But there is a sense in which the work collective continues to own Elinar regardless of share ownership. Elinar rests upon a social contract between management and workers. Management's goal is to maintain employment -- even when the entire insulator production was shut temporarily in February 1996, practically all workers were transferred to other jobs -- and do what it can to improve living standards; the workers' quid pro quo is an astonishing flexibility in moving among the Elinar enterprises.

In 1995, we sat in a breakroom talking to two of the most senior workers in the plant who were playing dominoes, using a set they had made in the shop. We talked about what ownership might mean. Alexander Petrovich who had put in 44 years at Elinar, and currently worked maintenance, didn't have much doubt about his ownership. "I've seen general directors come and go," he noted pointedly to Kuimov who, exceptionally, sat in on the session. "A lot of us were opposed to buying Druzhba because we had to spend our money on it," he continued, "but it has actually made some progress. I think that the bakery was a really good investment for us."

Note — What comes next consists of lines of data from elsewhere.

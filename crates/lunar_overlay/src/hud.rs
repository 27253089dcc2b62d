//! Game HUD rendered via egui on top of the 3D scene: title/start screen,
//! loading bar, score text, countdown and cutscene messages, end screen, and
//! an optional F3 debug panel.
//!
//! Integration pattern: egui requires a three-phase render split because
//! `egui_wgpu::Renderer::render()` needs a `RenderPass<'static>`, while
//! `begin_render_pass` borrows the encoder. The phases are:
//!
//!   1. `prepare()` -- run egui UI logic, produce tessellated primitives
//!   2. `upload()`  -- upload textures and update GPU buffers
//!   3. `paint()`   -- render into a new render pass with `forget_lifetime()`
//!   4. `cleanup()` -- free textures egui no longer references

use lunar_core::time::TimeState;
use winit::window::Window;

/// Everything the HUD needs to draw one frame, read from the session.
#[derive(Debug, Clone, Default)]
pub struct HudState {
    /// Show the title screen with the start button.
    pub show_start: bool,
    pub loading_visible: bool,
    /// Loading bar fraction in [0, 1].
    pub loading_fraction: f32,
    /// Bootstrap failure text shown on the loading screen.
    pub loading_error: Option<String>,
    /// Score shown top-left while a run is live.
    pub score: Option<u32>,
    /// Large centered text (countdown digits, cutscene messages).
    pub center_text: Option<String>,
    /// Alpha for the center text, driven by the fade tween.
    pub center_alpha: f32,
    /// Terminal end screen ("Game Over!" / "Game Won!").
    pub end_message: Option<String>,
}

#[derive(Debug, Clone, Default)]
pub struct HudActions {
    /// User clicked the start button on the title screen.
    pub start_clicked: bool,
}

#[derive(Debug, Clone, Default)]
pub struct DebugStats {
    pub phase_label: String,
    pub barrier_count: u32,
    pub draw_calls: u32,
    pub speed: f32,
}

pub struct HudOverlay {
    pub egui_ctx: egui::Context,
    pub egui_winit_state: egui_winit::State,
    pub egui_renderer: egui_wgpu::Renderer,
    pub debug_visible: bool,
}

impl HudOverlay {
    pub fn new(device: &wgpu::Device, surface_format: wgpu::TextureFormat, window: &Window) -> Self {
        let egui_ctx = egui::Context::default();
        let egui_winit_state = egui_winit::State::new(
            egui_ctx.clone(),
            egui_ctx.viewport_id(),
            window,
            None,
            None,
            None,
        );
        let egui_renderer = egui_wgpu::Renderer::new(device, surface_format, None, 1, false);

        Self {
            egui_ctx,
            egui_winit_state,
            egui_renderer,
            debug_visible: false,
        }
    }

    pub fn handle_window_event(
        &mut self,
        window: &Window,
        event: &winit::event::WindowEvent,
    ) -> bool {
        let response = self.egui_winit_state.on_window_event(window, event);
        response.consumed
    }

    pub fn toggle_debug(&mut self) {
        self.debug_visible = !self.debug_visible;
        log::info!(
            "Debug panel: {}",
            if self.debug_visible { "ON" } else { "OFF" }
        );
    }

    pub fn prepare(
        &mut self,
        window: &Window,
        time: &TimeState,
        state: &HudState,
        stats: Option<DebugStats>,
    ) -> (
        Vec<egui::ClippedPrimitive>,
        egui::TexturesDelta,
        HudActions,
    ) {
        let mut actions = HudActions::default();
        let raw_input = self.egui_winit_state.take_egui_input(window);
        let debug_visible = self.debug_visible;
        let full_output = self.egui_ctx.run(raw_input, |ctx| {
            draw_hud(ctx, state, &mut actions);
            if debug_visible {
                draw_debug_panel(ctx, time, stats.as_ref());
            }
        });

        self.egui_winit_state
            .handle_platform_output(window, full_output.platform_output);

        let primitives = self
            .egui_ctx
            .tessellate(full_output.shapes, full_output.pixels_per_point);

        (primitives, full_output.textures_delta, actions)
    }

    /// Upload textures and update buffers. Call before creating the egui render pass.
    pub fn upload(
        &mut self,
        device: &wgpu::Device,
        queue: &wgpu::Queue,
        encoder: &mut wgpu::CommandEncoder,
        primitives: &[egui::ClippedPrimitive],
        textures_delta: &egui::TexturesDelta,
        screen_descriptor: &egui_wgpu::ScreenDescriptor,
    ) {
        for (id, image_delta) in &textures_delta.set {
            self.egui_renderer
                .update_texture(device, queue, *id, image_delta);
        }

        self.egui_renderer
            .update_buffers(device, queue, encoder, primitives, screen_descriptor);
    }

    /// Render into an existing render pass. Call after `upload()`.
    pub fn paint(
        &self,
        render_pass: &mut wgpu::RenderPass<'static>,
        primitives: &[egui::ClippedPrimitive],
        screen_descriptor: &egui_wgpu::ScreenDescriptor,
    ) {
        self.egui_renderer
            .render(render_pass, primitives, screen_descriptor);
    }

    /// Free textures that egui no longer needs. Call after rendering.
    pub fn cleanup(&mut self, textures_delta: &egui::TexturesDelta) {
        for id in &textures_delta.free {
            self.egui_renderer.free_texture(id);
        }
    }
}

fn draw_hud(ctx: &egui::Context, state: &HudState, actions: &mut HudActions) {
    if state.show_start {
        egui::Area::new(egui::Id::new("start_screen"))
            .anchor(egui::Align2::CENTER_CENTER, [0.0, 0.0])
            .show(ctx, |ui| {
                ui.vertical_centered(|ui| {
                    ui.label(
                        egui::RichText::new("LUNAR RUNNER")
                            .size(72.0)
                            .strong()
                            .color(egui::Color32::WHITE),
                    );
                    ui.add_space(24.0);
                    let start = egui::Button::new(
                        egui::RichText::new("START").size(32.0).strong(),
                    )
                    .min_size(egui::vec2(220.0, 64.0));
                    if ui.add(start).clicked() {
                        actions.start_clicked = true;
                    }
                });
            });
        return;
    }

    if state.loading_visible {
        egui::Area::new(egui::Id::new("loading_screen"))
            .anchor(egui::Align2::CENTER_CENTER, [0.0, 0.0])
            .show(ctx, |ui| {
                ui.set_width(420.0);
                ui.vertical_centered(|ui| {
                    ui.label(
                        egui::RichText::new("Loading...")
                            .size(28.0)
                            .color(egui::Color32::WHITE),
                    );
                    ui.add_space(12.0);
                    ui.add(egui::ProgressBar::new(state.loading_fraction).show_percentage());
                    if let Some(err) = &state.loading_error {
                        ui.add_space(12.0);
                        ui.label(
                            egui::RichText::new(err)
                                .size(18.0)
                                .color(egui::Color32::LIGHT_RED),
                        );
                    }
                });
            });
        return;
    }

    if let Some(message) = &state.end_message {
        egui::Area::new(egui::Id::new("end_screen"))
            .anchor(egui::Align2::CENTER_CENTER, [0.0, 0.0])
            .show(ctx, |ui| {
                ui.vertical_centered(|ui| {
                    ui.label(
                        egui::RichText::new(message)
                            .size(64.0)
                            .strong()
                            .color(egui::Color32::WHITE),
                    );
                    ui.add_space(24.0);
                    let again = egui::Button::new(
                        egui::RichText::new("PLAY AGAIN").size(28.0).strong(),
                    )
                    .min_size(egui::vec2(220.0, 56.0));
                    if ui.add(again).clicked() {
                        actions.start_clicked = true;
                    }
                });
            });
        return;
    }

    if let Some(score) = state.score {
        egui::Area::new(egui::Id::new("hud_score"))
            .anchor(egui::Align2::LEFT_TOP, [10.0, 10.0])
            .show(ctx, |ui| {
                ui.label(
                    egui::RichText::new(format!("Score: {}", score))
                        .size(36.0)
                        .color(egui::Color32::WHITE),
                );
            });
    }

    if let Some(text) = &state.center_text {
        let alpha = (state.center_alpha.clamp(0.0, 1.0) * 255.0) as u8;
        egui::Area::new(egui::Id::new("hud_center_text"))
            .anchor(egui::Align2::CENTER_CENTER, [0.0, 0.0])
            .show(ctx, |ui| {
                ui.label(
                    egui::RichText::new(text)
                        .size(96.0)
                        .strong()
                        .color(egui::Color32::from_rgba_unmultiplied(255, 255, 255, alpha)),
                );
            });
    }
}

fn draw_debug_panel(ctx: &egui::Context, time: &TimeState, stats: Option<&DebugStats>) {
    egui::Window::new("Debug")
        .default_pos([10.0, 80.0])
        .show(ctx, |ui| {
            ui.label(format!("FPS: {:.1}", time.smoothed_fps));
            ui.label(format!("Frame time: {:.2} ms", time.smoothed_frame_time_ms));
            ui.label(format!("Frame: {}", time.frame_count));
            if let Some(stats) = stats {
                ui.separator();
                ui.label(format!("Phase: {}", stats.phase_label));
                ui.label(format!("Barriers: {}", stats.barrier_count));
                ui.label(format!("Draw calls: {}", stats.draw_calls));
                ui.label(format!("Speed: {:.1}", stats.speed));
            }
        });
}
//! Asset manifest: one JSON file naming everything the game loads at boot.

use std::collections::BTreeMap;
use std::fs;
use std::path::{Path, PathBuf};

use serde::Deserialize;

use lunar_render::Texture;

#[derive(Debug, Clone, Deserialize)]
pub struct AssetManifest {
    pub version: String,
    /// Texture name to image path. Missing images fall back to flat white.
    pub textures: BTreeMap<String, PathBuf>,
    pub rig: PathBuf,
    pub tuning: PathBuf,
    #[serde(default)]
    pub music: Option<PathBuf>,
}

/// Texture names the renderer looks up. The manifest must provide each.
pub const REQUIRED_TEXTURES: &[&str] = &["ground", "road", "barrier", "player", "earth"];

pub fn load_manifest_from_path(path: &Path) -> Result<AssetManifest, String> {
    let raw = fs::read_to_string(path)
        .map_err(|e| format!("Failed to read manifest {}: {e}", path.display()))?;
    let manifest: AssetManifest = serde_json::from_str(&raw)
        .map_err(|e| format!("Failed to parse manifest JSON {}: {e}", path.display()))?;
    validate_manifest(&manifest)?;
    Ok(manifest)
}

fn validate_manifest(manifest: &AssetManifest) -> Result<(), String> {
    if manifest.version != "0.1" {
        return Err(format!(
            "Manifest validation failed: unsupported version '{}'",
            manifest.version
        ));
    }
    for &name in REQUIRED_TEXTURES {
        if !manifest.textures.contains_key(name) {
            return Err(format!(
                "Manifest validation failed: texture '{name}' is missing"
            ));
        }
    }
    Ok(())
}

impl AssetManifest {
    /// Number of discrete loading steps, used to scale the progress bar.
    pub fn step_count(&self) -> usize {
        // Textures plus the rig and tuning files.
        self.textures.len() + 2
    }
}

/// Load one texture from disk, falling back to flat white if the file is
/// absent or unreadable so the game still comes up.
pub fn load_texture_or_fallback(
    device: &wgpu::Device,
    queue: &wgpu::Queue,
    path: &Path,
    label: &str,
) -> Texture {
    match fs::read(path) {
        Ok(bytes) => Texture::from_bytes(device, queue, &bytes, label),
        Err(e) => {
            log::warn!(
                "Failed to read texture {}: {e}; using fallback",
                path.display()
            );
            Texture::white(device, queue, label)
        }
    }
}
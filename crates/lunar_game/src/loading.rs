//! Loading overlay state shown while assets are prepared.

/// Tracks what the loading overlay should display. The overlay itself is
/// drawn by the HUD; this only owns the numbers.
pub struct LoadingScreen {
    visible: bool,
    percent: f32,
    error: Option<String>,
}

impl LoadingScreen {
    pub fn new() -> Self {
        LoadingScreen {
            visible: false,
            percent: 0.0,
            error: None,
        }
    }

    pub fn show(&mut self) {
        self.visible = true;
        self.percent = 0.0;
        self.error = None;
    }

    pub fn hide(&mut self) {
        self.visible = false;
    }

    /// Update the displayed percentage, clamped to 0-100.
    pub fn update_progress(&mut self, percent: f32) {
        self.percent = percent.clamp(0.0, 100.0);
    }

    /// Record a load failure. The overlay stays up showing the message.
    pub fn fail(&mut self, message: impl Into<String>) {
        let message = message.into();
        log::error!("Asset loading failed: {message}");
        self.visible = true;
        self.error = Some(message);
    }

    pub fn is_visible(&self) -> bool {
        self.visible
    }

    pub fn fraction(&self) -> f32 {
        self.percent / 100.0
    }

    pub fn error(&self) -> Option<&str> {
        self.error.as_deref()
    }
}

impl Default for LoadingScreen {
    fn default() -> Self {
        Self::new()
    }
}

#[cfg(test)]
mod tests {
    use super::*;

    #[test]
    fn progress_is_clamped_to_percent_range() {
        let mut screen = LoadingScreen::new();
        screen.show();
        screen.update_progress(-20.0);
        assert_eq!(screen.fraction(), 0.0);
        screen.update_progress(350.0);
        assert_eq!(screen.fraction(), 1.0);
        screen.update_progress(45.0);
        assert!((screen.fraction() - 0.45).abs() < 1e-6);
    }

    #[test]
    fn failure_keeps_overlay_visible_with_message() {
        let mut screen = LoadingScreen::new();
        screen.show();
        screen.fail("missing rig file");
        screen.hide();
        // hide() is honored, but a fresh failure re-raises the overlay.
        assert!(!screen.is_visible());
        screen.fail("missing rig file");
        assert!(screen.is_visible());
        assert_eq!(screen.error(), Some("missing rig file"));
    }

    #[test]
    fn show_resets_previous_state() {
        let mut screen = LoadingScreen::new();
        screen.show();
        screen.update_progress(80.0);
        screen.fail("boom");
        screen.show();
        assert_eq!(screen.fraction(), 0.0);
        assert_eq!(screen.error(), None);
    }
}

As we walked back through the plant, Kuimov commented that Alexander Petrovich "had been an active Communist. Now he is an active shareholder." Kuimov's point was that Alexander Petrovich had been acting like an owner for years. "Active people will be active."

 

Ownership education

Our experience with employee ownership in the United States, where private ownership is deeply entrenched, is that employee stock ownership requires considerable explanation to employees. In Russia, where there is no tradition of private ownership of productive assets, that task is greater.

As part of the internal change process -- and probably partly stimulated by Kuimov's trip to the United States to visit employee-owned companies in the fall of 1993 and his staff's participation in a variety of seminars that the Ohio Employee Ownership Center and Russia's Economic Reform Foundation began running in 1995 concerning employee ownership and participation training -- Elinar embarked on an ambitious training program in 1995. This program involved regular classes for all employees taught by their supervisors. The supervisors were brought together previously for training by top management on the same subjects. During the 1995-1996 period, this involved some eighteen classes on various aspects of understanding Elinar's business.

The subjects of these classes included understanding financial information (vital because the company distributes financial information quarterly), share ownership, the market economy, quality standards, marketing, safety, the incentive system, and the new directions for the development of the enterprise.

For an American standpoint, the structure of Elinar's training seems to have substantial similarity to that of the Soviet era in being top down. But fitting this established pattern may work well, at least when management enjoys a reputation for probity and competence.

In any case, during a discussion in a focus group in the New Year tree production shop in July 1996, employees certainly seemed to understand their ownership. All continued to be shareholders despite the fact that they clearly had uses for cash. One of the rewards of ownership is that shareholders with 10 years or more seniority as employees have rights to trade up to larger apartments with credit advanced by Elinar. Rather surprisingly, three of the four had chosen to take their dividends in additional company stock rather than in cash. The fourth, who selected cash, was using it to buy an apartment.

 

7. Community values, community economics

In May 7, 1996, Boris Nikolaievich Yeltsin visited Ateptsevo and Elinar. The ostensible purpose was to visit World War II veterans and to dedicate the war memorial. In fact, he was hitting the campaign trail for reelection.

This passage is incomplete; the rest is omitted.